Adhyaya 88 — The Manifestation of the Matrikas and the Slaying of Raktabija
इति श्रीमार्कण्डेयपुराणे सावर्णिके मन्वन्तरे देवीमाहात्म्ये चण्डमुण्डवधोनाम सप्ताशीतितमोऽध्यायः । अष्टाशीतितमोऽध्यायः- ८८ । ऋषिरुवाच चण्डे च निहते दैत्ये मुण्डे च विनिपातिते । बहुलेषु च सैन्येषु क्षयितेष्वसुरेश्वरः ॥
iti śrīmārkaṇḍeyapurāṇe sāvarṇike manvantare devīmāhātmye caṇḍamuṇḍavadhonāma saptāśītitamo 'dhyāyaḥ / aṣṭāśītitamo 'dhyāyaḥ- 88 / ṛṣir uvāca caṇḍe ca nihate daitye muṇḍe ca vinipātite / bahuleṣu ca sainyeṣu kṣayiteṣv asureśvaraḥ
Thus, in the Śrī Mārkaṇḍeya Purāṇa, in the Sāvarṇika Manvantara, in the Devī-māhātmya, ends the eighty-seventh chapter called “The Slaying of Caṇḍa and Muṇḍa.” (Now begins) Chapter 88. The Ṛṣi said: When the daitya Caṇḍa was slain and Muṇḍa was struck down, and when many troops had been destroyed, the lord of the asuras (then responded…).

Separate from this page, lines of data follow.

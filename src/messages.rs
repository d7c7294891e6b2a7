/*
    Copyright © 2023, ParallelChain Lab
    Licensed under the Apache License, Version 2.0: http://www.apache.org/licenses/LICENSE-2.0
*/

//! Exhaustive enumeration of the messages exchanged between tree managers.
//!
//! Every message has a subject string (see [`Message::subject`]). Transports that dispatch on subjects
//! must register a listener for every constant defined in this module.
//!
//! The messages fall into three groups:
//! 1. The [`Request`] a node sends to a candidate father, and the [`Response`] it waits for.
//! 2. Maintenance messages a father sends to its children ([`Update`], [`NewSibling`],
//!    [`SiblingDead`]), and [`Message::NoLongerChild`], which either side uses to unwind an edge.
//! 3. Discovery messages that carry candidates between trees ([`PeriodicUpdate`], [`GoodCandidate`]).
//!
//! The sender of a message is never part of the payload: transports report it alongside the message
//! (see [`TransportEvent`](crate::networking::TransportEvent)).

use borsh::{BorshDeserialize, BorshSerialize};

use crate::types::{Color, Depth, NodeDescriptor};

pub const REQUEST: &str = "REQUEST";
pub const CONNECTION_ACCEPTED: &str = "CONNECTION_ACCEPTED";
pub const NOT_DEPTH_OR_COLOR: &str = "NOT_DEPTH_OR_COLOR";
pub const NOT_MAX_DEGREE: &str = "NOT_MAX_DEGREE";
pub const NOT_MIN_DEGREE: &str = "NOT_MIN_DEGREE";
pub const BUSY: &str = "BUSY";
pub const SIBLING_DEAD: &str = "SIBLING_DEAD";
pub const UPDATE: &str = "UPDATE";
pub const NEW_SIBLING: &str = "NEW_SIBLING";
pub const PERIODIC_UPDATE: &str = "PERIODIC_UPDATE";
pub const GOOD_CANDIDATE: &str = "GOOD_CANDIDATE";
pub const NO_LONGER_CHILD: &str = "NOLONGERCHILD";

/// Every subject, in the order a transport should register its listeners.
pub const SUBJECTS: [&str; 12] = [
    REQUEST,
    CONNECTION_ACCEPTED,
    NOT_DEPTH_OR_COLOR,
    NOT_MAX_DEGREE,
    NOT_MIN_DEGREE,
    BUSY,
    SIBLING_DEAD,
    UPDATE,
    NEW_SIBLING,
    PERIODIC_UPDATE,
    GOOD_CANDIDATE,
    NO_LONGER_CHILD,
];

#[derive(Clone, Debug, BorshSerialize, BorshDeserialize)]
pub enum Message {
    Request(Request),
    Response(Response),
    SiblingDead(SiblingDead),
    Update(Update),
    NewSibling(NewSibling),
    PeriodicUpdate(PeriodicUpdate),
    GoodCandidate(GoodCandidate),
    NoLongerChild,
}

impl Message {
    pub fn subject(&self) -> &'static str {
        match self {
            Message::Request(_) => REQUEST,
            Message::Response(response) => response.subject(),
            Message::SiblingDead(_) => SIBLING_DEAD,
            Message::Update(_) => UPDATE,
            Message::NewSibling(_) => NEW_SIBLING,
            Message::PeriodicUpdate(_) => PERIODIC_UPDATE,
            Message::GoodCandidate(_) => GOOD_CANDIDATE,
            Message::NoLongerChild => NO_LONGER_CHILD,
        }
    }
}

/// Sent by a fatherless node to a candidate father.
#[derive(Clone, Debug, BorshSerialize, BorshDeserialize)]
pub struct Request {
    pub color: Color,
    pub depth: Depth,
    /// Ask the candidate to accept even if it has reached its maximum degree.
    pub force_max_degree: bool,
    /// Ask the candidate to accept even if it has not reached its minimum degree.
    pub force_min_degree: bool,
}

impl From<Request> for Message {
    fn from(value: Request) -> Self {
        Message::Request(value)
    }
}

/// The answers to a [`Request`]. Exactly one is expected per request.
#[derive(Clone, Debug, BorshSerialize, BorshDeserialize)]
pub enum Response {
    ConnectionAccepted(ConnectionAccepted),
    NotDepthOrColor(NotDepthOrColor),
    NotMaxDegree(NotMaxDegree),
    NotMinDegree(NotMinDegree),
    Busy(Busy),
}

impl Response {
    pub fn subject(&self) -> &'static str {
        match self {
            Response::ConnectionAccepted(_) => CONNECTION_ACCEPTED,
            Response::NotDepthOrColor(_) => NOT_DEPTH_OR_COLOR,
            Response::NotMaxDegree(_) => NOT_MAX_DEGREE,
            Response::NotMinDegree(_) => NOT_MIN_DEGREE,
            Response::Busy(_) => BUSY,
        }
    }

    /// Get the `color` field of the inner response.
    pub fn color(&self) -> &Color {
        match self {
            Response::ConnectionAccepted(msg) => &msg.color,
            Response::NotDepthOrColor(msg) => &msg.color,
            Response::NotMaxDegree(msg) => &msg.color,
            Response::NotMinDegree(msg) => &msg.color,
            Response::Busy(msg) => &msg.color,
        }
    }

    pub fn is_accept(&self) -> bool {
        matches!(self, Response::ConnectionAccepted(_))
    }

    /// The reason for refusing the request, or `None` if the response accepts it.
    pub fn rejection_kind(&self) -> Option<RejectionKind> {
        match self {
            Response::ConnectionAccepted(_) => None,
            Response::NotDepthOrColor(_) => Some(RejectionKind::NotDepthOrColor),
            Response::NotMaxDegree(_) => Some(RejectionKind::NotMaxDegree),
            Response::NotMinDegree(_) => Some(RejectionKind::NotMinDegree),
            Response::Busy(_) => Some(RejectionKind::Busy),
        }
    }
}

impl From<Response> for Message {
    fn from(value: Response) -> Self {
        Message::Response(value)
    }
}

/// Why a candidate father refused a [`Request`].
#[derive(Clone, Copy, Debug, PartialEq, Eq)]
pub enum RejectionKind {
    NotDepthOrColor,
    NotMaxDegree,
    NotMinDegree,
    Busy,
}

#[derive(Clone, Debug, BorshSerialize, BorshDeserialize)]
pub struct ConnectionAccepted {
    pub color: Color,
    pub depth: Depth,
    /// The father's own father followed by its further ancestors, closest first.
    pub upstream: Vec<NodeDescriptor>,
    /// The father's other children.
    pub siblings: Vec<NodeDescriptor>,
}

#[derive(Clone, Debug, BorshSerialize, BorshDeserialize)]
pub struct NotDepthOrColor {
    pub color: Color,
    pub depth: Depth,
    /// A node of a tree the requester may be able to join instead.
    pub good_candidate: Option<NodeDescriptor>,
}

#[derive(Clone, Debug, BorshSerialize, BorshDeserialize)]
pub struct NotMaxDegree {
    pub color: Color,
    pub depth: Depth,
    pub siblings: Vec<NodeDescriptor>,
}

#[derive(Clone, Debug, BorshSerialize, BorshDeserialize)]
pub struct NotMinDegree {
    pub color: Color,
    pub depth: Depth,
    pub upstream: Vec<NodeDescriptor>,
}

#[derive(Clone, Debug, BorshSerialize, BorshDeserialize)]
pub struct Busy {
    pub color: Color,
    pub depth: Depth,
}

macro_rules! into_response {
    ($($variant:ident),*) => {
        $(
            impl From<$variant> for Response {
                fn from(value: $variant) -> Self {
                    Response::$variant(value)
                }
            }

            impl From<$variant> for Message {
                fn from(value: $variant) -> Self {
                    Message::Response(Response::$variant(value))
                }
            }
        )*
    };
}

into_response!(ConnectionAccepted, NotDepthOrColor, NotMaxDegree, NotMinDegree, Busy);

/// Sent by a father to its remaining children when one of their siblings disappears.
#[derive(Clone, Debug, BorshSerialize, BorshDeserialize)]
pub struct SiblingDead {
    pub color: Color,
    pub depth: Depth,
    pub global_cache: Vec<NodeDescriptor>,
    pub dead: NodeDescriptor,
}

impl From<SiblingDead> for Message {
    fn from(value: SiblingDead) -> Self {
        Message::SiblingDead(value)
    }
}

/// Sent by a father to its children whenever its color, depth or upstream chain changes.
#[derive(Clone, Debug, BorshSerialize, BorshDeserialize)]
pub struct Update {
    pub color: Color,
    pub depth: Depth,
    pub upstream: Vec<NodeDescriptor>,
    /// How many more levels this update should travel if nothing changes on the way.
    pub hop_to_live: u32,
}

impl From<Update> for Message {
    fn from(value: Update) -> Self {
        Message::Update(value)
    }
}

/// Sent by a father to its existing children after it accepts `sibling` as a new child.
#[derive(Clone, Debug, BorshSerialize, BorshDeserialize)]
pub struct NewSibling {
    pub color: Color,
    pub depth: Depth,
    pub upstream: Vec<NodeDescriptor>,
    pub siblings: Vec<NodeDescriptor>,
    pub global_cache: Vec<NodeDescriptor>,
    pub sibling: NodeDescriptor,
}

impl From<NewSibling> for Message {
    fn from(value: NewSibling) -> Self {
        Message::NewSibling(value)
    }
}

/// Gossip of globally known candidates.
#[derive(Clone, Debug, BorshSerialize, BorshDeserialize)]
pub struct PeriodicUpdate {
    pub candidates: Vec<NodeDescriptor>,
}

impl From<PeriodicUpdate> for Message {
    fn from(value: PeriodicUpdate) -> Self {
        Message::PeriodicUpdate(value)
    }
}

/// A single cross-tree hint, preferred over everything else in the global cache.
#[derive(Clone, Debug, BorshSerialize, BorshDeserialize)]
pub struct GoodCandidate {
    pub candidate: NodeDescriptor,
}

impl From<GoodCandidate> for Message {
    fn from(value: GoodCandidate) -> Self {
        Message::GoodCandidate(value)
    }
}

Evil escalates when checked: the fall of key aggressors does not end conflict; it often exposes the deeper root (the asura-lord). The text prepares the listener for perseverance in dharmic struggle.
Manvantara + Anucarita: the colophon explicitly anchors the episode in a manvantara, while the battle narrative serves as illustrative history (anucarita) within that cosmic administration period.
The ‘many troops destroyed’ motif signals the stripping away of subsidiary tendencies before confronting the central egoic sovereignty (asureśvara), a common inner-reading of the Śumbha–Niśumbha cycle.